## YOUR GOAL:
Please restate, word for word, the lines below that begin at the one with "filename src/output.rs" and end at the one with "for testability; the". Leave out all other lines.

## RECORDS SUPPLIED:
_ _ _

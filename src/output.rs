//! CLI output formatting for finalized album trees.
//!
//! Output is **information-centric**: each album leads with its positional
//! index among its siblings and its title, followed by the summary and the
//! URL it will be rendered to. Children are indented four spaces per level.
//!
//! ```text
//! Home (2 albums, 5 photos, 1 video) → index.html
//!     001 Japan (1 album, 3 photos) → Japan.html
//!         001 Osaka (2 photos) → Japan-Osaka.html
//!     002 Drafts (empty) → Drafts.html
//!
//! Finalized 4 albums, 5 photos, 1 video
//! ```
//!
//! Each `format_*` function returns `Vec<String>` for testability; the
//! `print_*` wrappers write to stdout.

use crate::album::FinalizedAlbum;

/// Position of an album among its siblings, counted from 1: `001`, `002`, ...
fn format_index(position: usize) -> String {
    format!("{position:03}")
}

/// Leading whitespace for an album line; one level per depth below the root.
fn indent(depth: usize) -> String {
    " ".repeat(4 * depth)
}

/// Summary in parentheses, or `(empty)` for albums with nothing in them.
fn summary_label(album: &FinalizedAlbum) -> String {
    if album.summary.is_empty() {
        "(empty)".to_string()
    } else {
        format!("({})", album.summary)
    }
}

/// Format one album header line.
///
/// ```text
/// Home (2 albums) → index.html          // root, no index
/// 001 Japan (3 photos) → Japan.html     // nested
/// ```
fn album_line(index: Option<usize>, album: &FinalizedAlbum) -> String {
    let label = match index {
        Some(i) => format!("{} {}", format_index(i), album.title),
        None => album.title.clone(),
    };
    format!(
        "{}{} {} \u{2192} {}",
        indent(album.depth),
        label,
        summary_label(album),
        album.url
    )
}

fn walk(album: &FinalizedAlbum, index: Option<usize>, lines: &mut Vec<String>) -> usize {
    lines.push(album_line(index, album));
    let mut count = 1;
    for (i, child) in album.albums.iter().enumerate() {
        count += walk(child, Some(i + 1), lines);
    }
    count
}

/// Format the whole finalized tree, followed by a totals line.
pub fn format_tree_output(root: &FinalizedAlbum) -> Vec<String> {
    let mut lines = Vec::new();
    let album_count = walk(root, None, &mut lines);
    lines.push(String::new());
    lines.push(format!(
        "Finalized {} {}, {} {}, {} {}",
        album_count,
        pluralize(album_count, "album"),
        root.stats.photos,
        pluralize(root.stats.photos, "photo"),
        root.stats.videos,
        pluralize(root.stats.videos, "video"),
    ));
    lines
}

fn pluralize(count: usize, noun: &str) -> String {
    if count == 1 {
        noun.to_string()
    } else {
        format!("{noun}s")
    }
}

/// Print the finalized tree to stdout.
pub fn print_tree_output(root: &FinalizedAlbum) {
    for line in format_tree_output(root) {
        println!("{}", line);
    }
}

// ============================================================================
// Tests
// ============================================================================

_ _ _

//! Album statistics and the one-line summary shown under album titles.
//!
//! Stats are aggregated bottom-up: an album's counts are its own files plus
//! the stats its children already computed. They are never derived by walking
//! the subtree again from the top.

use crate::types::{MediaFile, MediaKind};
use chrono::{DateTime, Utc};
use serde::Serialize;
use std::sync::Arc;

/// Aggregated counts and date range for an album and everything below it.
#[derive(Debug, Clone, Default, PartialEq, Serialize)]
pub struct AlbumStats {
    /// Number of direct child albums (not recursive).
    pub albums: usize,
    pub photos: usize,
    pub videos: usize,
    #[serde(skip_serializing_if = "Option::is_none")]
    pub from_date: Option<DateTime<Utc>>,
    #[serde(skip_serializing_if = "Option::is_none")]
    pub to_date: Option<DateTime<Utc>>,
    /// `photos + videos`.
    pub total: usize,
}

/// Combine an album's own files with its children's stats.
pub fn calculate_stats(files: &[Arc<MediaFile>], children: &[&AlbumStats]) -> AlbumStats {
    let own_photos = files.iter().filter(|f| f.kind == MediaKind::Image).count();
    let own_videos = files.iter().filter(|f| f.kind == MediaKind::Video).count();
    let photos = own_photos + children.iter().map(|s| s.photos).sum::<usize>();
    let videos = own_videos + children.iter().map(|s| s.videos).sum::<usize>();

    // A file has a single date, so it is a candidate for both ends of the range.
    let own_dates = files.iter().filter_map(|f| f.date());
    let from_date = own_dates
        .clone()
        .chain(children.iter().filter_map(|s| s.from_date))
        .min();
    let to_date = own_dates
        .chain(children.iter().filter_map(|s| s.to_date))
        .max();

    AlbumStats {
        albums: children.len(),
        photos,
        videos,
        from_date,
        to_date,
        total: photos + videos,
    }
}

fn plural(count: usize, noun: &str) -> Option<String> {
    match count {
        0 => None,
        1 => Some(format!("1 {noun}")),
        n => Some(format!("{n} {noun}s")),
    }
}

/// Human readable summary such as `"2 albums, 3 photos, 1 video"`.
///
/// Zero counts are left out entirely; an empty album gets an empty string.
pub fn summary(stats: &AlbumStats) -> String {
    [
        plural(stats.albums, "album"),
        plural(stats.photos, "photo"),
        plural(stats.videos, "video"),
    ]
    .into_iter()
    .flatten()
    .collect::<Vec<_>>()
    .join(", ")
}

_ _ _

## ANSWER TO THE PROBLEM:
filename src/output.rs
//! CLI output formatting for finalized album trees.
//!
//! Output is **information-centric**: each album leads with its positional
//! index among its siblings and its title, followed by the summary and the
//! URL it will be rendered to. Children are indented four spaces per level.
//!
//! ```text
//! Home (2 albums, 5 photos, 1 video) → index.html
//!     001 Japan (1 album, 3 photos) → Japan.html
//!         001 Osaka (2 photos) → Japan-Osaka.html
//!     002 Drafts (empty) → Drafts.html
//!
//! Finalized 4 albums, 5 photos, 1 video
//! ```
//!
//! Each `format_*` function returns `Vec<String>` for testability; the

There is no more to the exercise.